» **Recorded data**:
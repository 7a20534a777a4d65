use std::net::{IpAddr, Ipv4Addr, Ipv6Addr};
use std::path::{Path, PathBuf};
use std::time::Duration;

use anyhow::{Context, Result};
use config::{Config, ConfigError, Environment, File};
use serde::{Deserialize, Serialize};

use crate::kv::KvTls;

#[derive(Debug, Deserialize, Clone)]
pub struct ControlSettings {
    pub data_dir: PathBuf,
    pub https_port: u16,
    pub listen_port: u16,
    pub advertise_port: u16,
    pub bind_address: String,
    pub advertise_ip: String,
    pub token: String,
    pub agent_token: String,
    pub cluster_cidr: String,
    pub service_cidr: String,
    pub cluster_dns: String,
    pub cluster_domain: String,
    pub sans: Vec<String>,
    pub storage: StorageSettings,
    pub bootstrap: BootstrapSettings,
    pub api_server: ApiServerSettings,
}

#[derive(Debug, Deserialize, Clone)]
pub struct StorageSettings {
    pub backend: String,
    pub endpoints: String,
    pub ca_file: String,
    pub cert_file: String,
    pub key_file: String,
    pub dial_timeout: String,
}

#[derive(Debug, Deserialize, Clone)]
pub struct BootstrapSettings {
    pub mode: String,
    pub http: bool,
}

#[derive(Debug, Deserialize, Clone)]
pub struct ApiServerSettings {
    pub url: String,
    pub poll_interval: String,
}

/// Non-secret view of the settings served to joining agents.
#[derive(Debug, Serialize, Deserialize, Clone, PartialEq, Eq)]
pub struct PublicConfig {
    pub https_port: u16,
    pub advertise_port: u16,
    pub advertise_ip: String,
    pub cluster_cidr: String,
    pub service_cidr: String,
    pub cluster_dns: String,
    pub cluster_domain: String,
    pub http_bootstrap: bool,
}

const DEFAULT_CONFIG_FILE: &str = "k2s.toml";
const ENV_PREFIX: &str = "K2S";
const DEFAULT_DATA_DIR: &str = "/var/lib/k2s/server";
const DEFAULT_HTTPS_PORT: u16 = 6443;
const DEFAULT_LISTEN_PORT: u16 = 6444;
const DEFAULT_BIND_ADDRESS: &str = "0.0.0.0";
const DEFAULT_CLUSTER_CIDR: &str = "10.42.0.0/16";
const DEFAULT_SERVICE_CIDR: &str = "10.43.0.0/16";
const DEFAULT_CLUSTER_DNS: &str = "10.43.0.10";
const DEFAULT_CLUSTER_DOMAIN: &str = "cluster.local";
const DEFAULT_STORAGE_BACKEND: &str = "sqlite3";
const DEFAULT_DIAL_TIMEOUT: &str = "5s";
const DEFAULT_BOOTSTRAP_MODE: &str = "none";
const DEFAULT_API_SERVER_URL: &str = "https://127.0.0.1:6444";
const DEFAULT_POLL_INTERVAL: &str = "2s";

impl ControlSettings {
    /// Creates a new `ControlSettings` instance.
    ///
    /// # Errors
    /// Returns error if configuration parsing fails (e.g. invalid format).
    pub fn new(config_path: Option<PathBuf>) -> Result<Self, ConfigError> {
        let mut s = Config::builder();

        s = s
            .set_default("data_dir", DEFAULT_DATA_DIR)?
            .set_default("https_port", DEFAULT_HTTPS_PORT)?
            .set_default("listen_port", DEFAULT_LISTEN_PORT)?
            .set_default("advertise_port", 0)?
            .set_default("bind_address", DEFAULT_BIND_ADDRESS)?
            .set_default("advertise_ip", "")?
            .set_default("token", "")?
            .set_default("agent_token", "")?
            .set_default("cluster_cidr", DEFAULT_CLUSTER_CIDR)?
            .set_default("service_cidr", DEFAULT_SERVICE_CIDR)?
            .set_default("cluster_dns", DEFAULT_CLUSTER_DNS)?
            .set_default("cluster_domain", DEFAULT_CLUSTER_DOMAIN)?
            .set_default("sans", Vec::<String>::new())?
            .set_default("storage.backend", DEFAULT_STORAGE_BACKEND)?
            .set_default("storage.endpoints", "")?
            .set_default("storage.ca_file", "")?
            .set_default("storage.cert_file", "")?
            .set_default("storage.key_file", "")?
            .set_default("storage.dial_timeout", DEFAULT_DIAL_TIMEOUT)?
            .set_default("bootstrap.mode", DEFAULT_BOOTSTRAP_MODE)?
            .set_default("bootstrap.http", false)?
            .set_default("api_server.url", DEFAULT_API_SERVER_URL)?
            .set_default("api_server.poll_interval", DEFAULT_POLL_INTERVAL)?;

        let path = config_path.unwrap_or_else(|| PathBuf::from(DEFAULT_CONFIG_FILE));
        s = s.add_source(File::from(path).required(false));

        // e.g. K2S_TOKEN, K2S_STORAGE__BACKEND
        s = s.add_source(
            Environment::with_prefix(ENV_PREFIX)
                .prefix_separator("_")
                .separator("__")
                .try_parsing(true)
                .ignore_empty(true),
        );

        s.build()?.try_deserialize()
    }

    /// Merges CLI arguments into the settings, overriding values if present.
    pub fn merge_with_args(&mut self, args: &crate::ServerArgs) {
        if let Some(data_dir) = &args.data_dir {
            data_dir.clone_into(&mut self.data_dir);
        }
        if let Some(token) = &args.token {
            token.clone_into(&mut self.token);
        }
        if let Some(agent_token) = &args.agent_token {
            agent_token.clone_into(&mut self.agent_token);
        }
        if let Some(mode) = &args.bootstrap_mode {
            mode.clone_into(&mut self.bootstrap.mode);
        }
        if let Some(port) = args.https_port {
            self.https_port = port;
        }
    }

    /// Validates configuration values for correctness.
    ///
    /// The bootstrap mode is checked where it is used, so that a bad value
    /// only disables replication.
    ///
    /// # Errors
    /// Returns error if any setting is invalid or out of range.
    pub fn validate(&self) -> Result<()> {
        if self.data_dir.as_os_str().is_empty() {
            anyhow::bail!("data_dir must not be empty");
        }
        if self.https_port == 0 {
            anyhow::bail!("https_port must be greater than 0");
        }
        if self.listen_port == 0 {
            anyhow::bail!("listen_port must be greater than 0");
        }
        self.bind_address
            .parse::<IpAddr>()
            .map_err(|e| anyhow::anyhow!("bind_address invalid: {e}"))?;
        self.dial_timeout()?;
        self.poll_interval()?;
        self.first_service_ip()?;
        Ok(())
    }

    /// # Errors
    /// Returns error if `storage.dial_timeout` is not a duration.
    pub fn dial_timeout(&self) -> Result<Duration> {
        parse_duration("storage.dial_timeout", &self.storage.dial_timeout)
    }

    /// # Errors
    /// Returns error if `api_server.poll_interval` is not a positive duration.
    pub fn poll_interval(&self) -> Result<Duration> {
        parse_duration("api_server.poll_interval", &self.api_server.poll_interval)
    }

    /// First usable address of the service CIDR, used as the in-cluster API
    /// server address.
    ///
    /// # Errors
    /// Returns error if `service_cidr` is not a CIDR.
    pub fn first_service_ip(&self) -> Result<IpAddr> {
        first_ip(&self.service_cidr)
            .with_context(|| format!("service_cidr invalid: {}", self.service_cidr))
    }

    #[must_use]
    pub fn advertise_port(&self) -> u16 {
        if self.advertise_port == 0 {
            self.https_port
        } else {
            self.advertise_port
        }
    }

    #[must_use]
    pub fn public_config(&self) -> PublicConfig {
        PublicConfig {
            https_port: self.https_port,
            advertise_port: self.advertise_port(),
            advertise_ip: self.advertise_ip.clone(),
            cluster_cidr: self.cluster_cidr.clone(),
            service_cidr: self.service_cidr.clone(),
            cluster_dns: self.cluster_dns.clone(),
            cluster_domain: self.cluster_domain.clone(),
            http_bootstrap: self.bootstrap.http,
        }
    }
}

impl StorageSettings {
    /// Client TLS material for the key-value service; empty paths are unset.
    #[must_use]
    pub fn tls(&self) -> KvTls<'_> {
        KvTls {
            ca_file: non_empty(&self.ca_file),
            cert_file: non_empty(&self.cert_file),
            key_file: non_empty(&self.key_file),
        }
    }
}

fn non_empty(value: &str) -> Option<&Path> {
    if value.is_empty() {
        None
    } else {
        Some(Path::new(value))
    }
}

fn parse_duration(name: &str, value: &str) -> Result<Duration> {
    let duration = humantime::parse_duration(value)
        .map_err(|e| anyhow::anyhow!("{name} invalid: {e}"))?;
    if duration.is_zero() {
        anyhow::bail!("{name} must be greater than 0");
    }
    Ok(duration)
}

fn first_ip(cidr: &str) -> Result<IpAddr> {
    let (addr, prefix) = cidr
        .split_once('/')
        .ok_or_else(|| anyhow::anyhow!("missing prefix length"))?;
    let prefix: u32 = prefix.parse().context("prefix length")?;
    match addr.parse::<IpAddr>().context("network address")? {
        IpAddr::V4(v4) => {
            if prefix > 30 {
                anyhow::bail!("prefix /{prefix} leaves no usable addresses");
            }
            let mask = u32::MAX.checked_shl(32 - prefix).unwrap_or(0);
            Ok(IpAddr::V4(Ipv4Addr::from((u32::from(v4) & mask) + 1)))
        }
        IpAddr::V6(v6) => {
            if prefix > 126 {
                anyhow::bail!("prefix /{prefix} leaves no usable addresses");
            }
            let mask = u128::MAX.checked_shl(128 - prefix).unwrap_or(0);
            Ok(IpAddr::V6(Ipv6Addr::from((u128::from(v6) & mask) + 1)))
        }
    }
}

» **Your goal**: Retype the records above from the very first line down to the line with "const DEFAULT_HTTPS_PORT: u16 = 6443;", keeping both of those lines. Include nothing beyond them.

» **Reply to the task**:
repository 7a20534a777a4d65
use std::net::{IpAddr, Ipv4Addr, Ipv6Addr};
use std::path::{Path, PathBuf};
use std::time::Duration;

use anyhow::{Context, Result};
use config::{Config, ConfigError, Environment, File};
use serde::{Deserialize, Serialize};

use crate::kv::KvTls;

#[derive(Debug, Deserialize, Clone)]
pub struct ControlSettings {
    pub data_dir: PathBuf,
    pub https_port: u16,
    pub listen_port: u16,
    pub advertise_port: u16,
    pub bind_address: String,
    pub advertise_ip: String,
    pub token: String,
    pub agent_token: String,
    pub cluster_cidr: String,
    pub service_cidr: String,
    pub cluster_dns: String,
    pub cluster_domain: String,
    pub sans: Vec<String>,
    pub storage: StorageSettings,
    pub bootstrap: BootstrapSettings,
    pub api_server: ApiServerSettings,
}

#[derive(Debug, Deserialize, Clone)]
pub struct StorageSettings {
    pub backend: String,
    pub endpoints: String,
    pub ca_file: String,
    pub cert_file: String,
    pub key_file: String,
    pub dial_timeout: String,
}

#[derive(Debug, Deserialize, Clone)]
pub struct BootstrapSettings {
    pub mode: String,
    pub http: bool,
}

#[derive(Debug, Deserialize, Clone)]
pub struct ApiServerSettings {
    pub url: String,
    pub poll_interval: String,
}

/// Non-secret view of the settings served to joining agents.
#[derive(Debug, Serialize, Deserialize, Clone, PartialEq, Eq)]
pub struct PublicConfig {
    pub https_port: u16,
    pub advertise_port: u16,
    pub advertise_ip: String,
    pub cluster_cidr: String,
    pub service_cidr: String,
    pub cluster_dns: String,
    pub cluster_domain: String,
    pub http_bootstrap: bool,
}

const DEFAULT_CONFIG_FILE: &str = "k2s.toml";
const ENV_PREFIX: &str = "K2S";
const DEFAULT_DATA_DIR: &str = "/var/lib/k2s/server";
const DEFAULT_HTTPS_PORT: u16 = 6443;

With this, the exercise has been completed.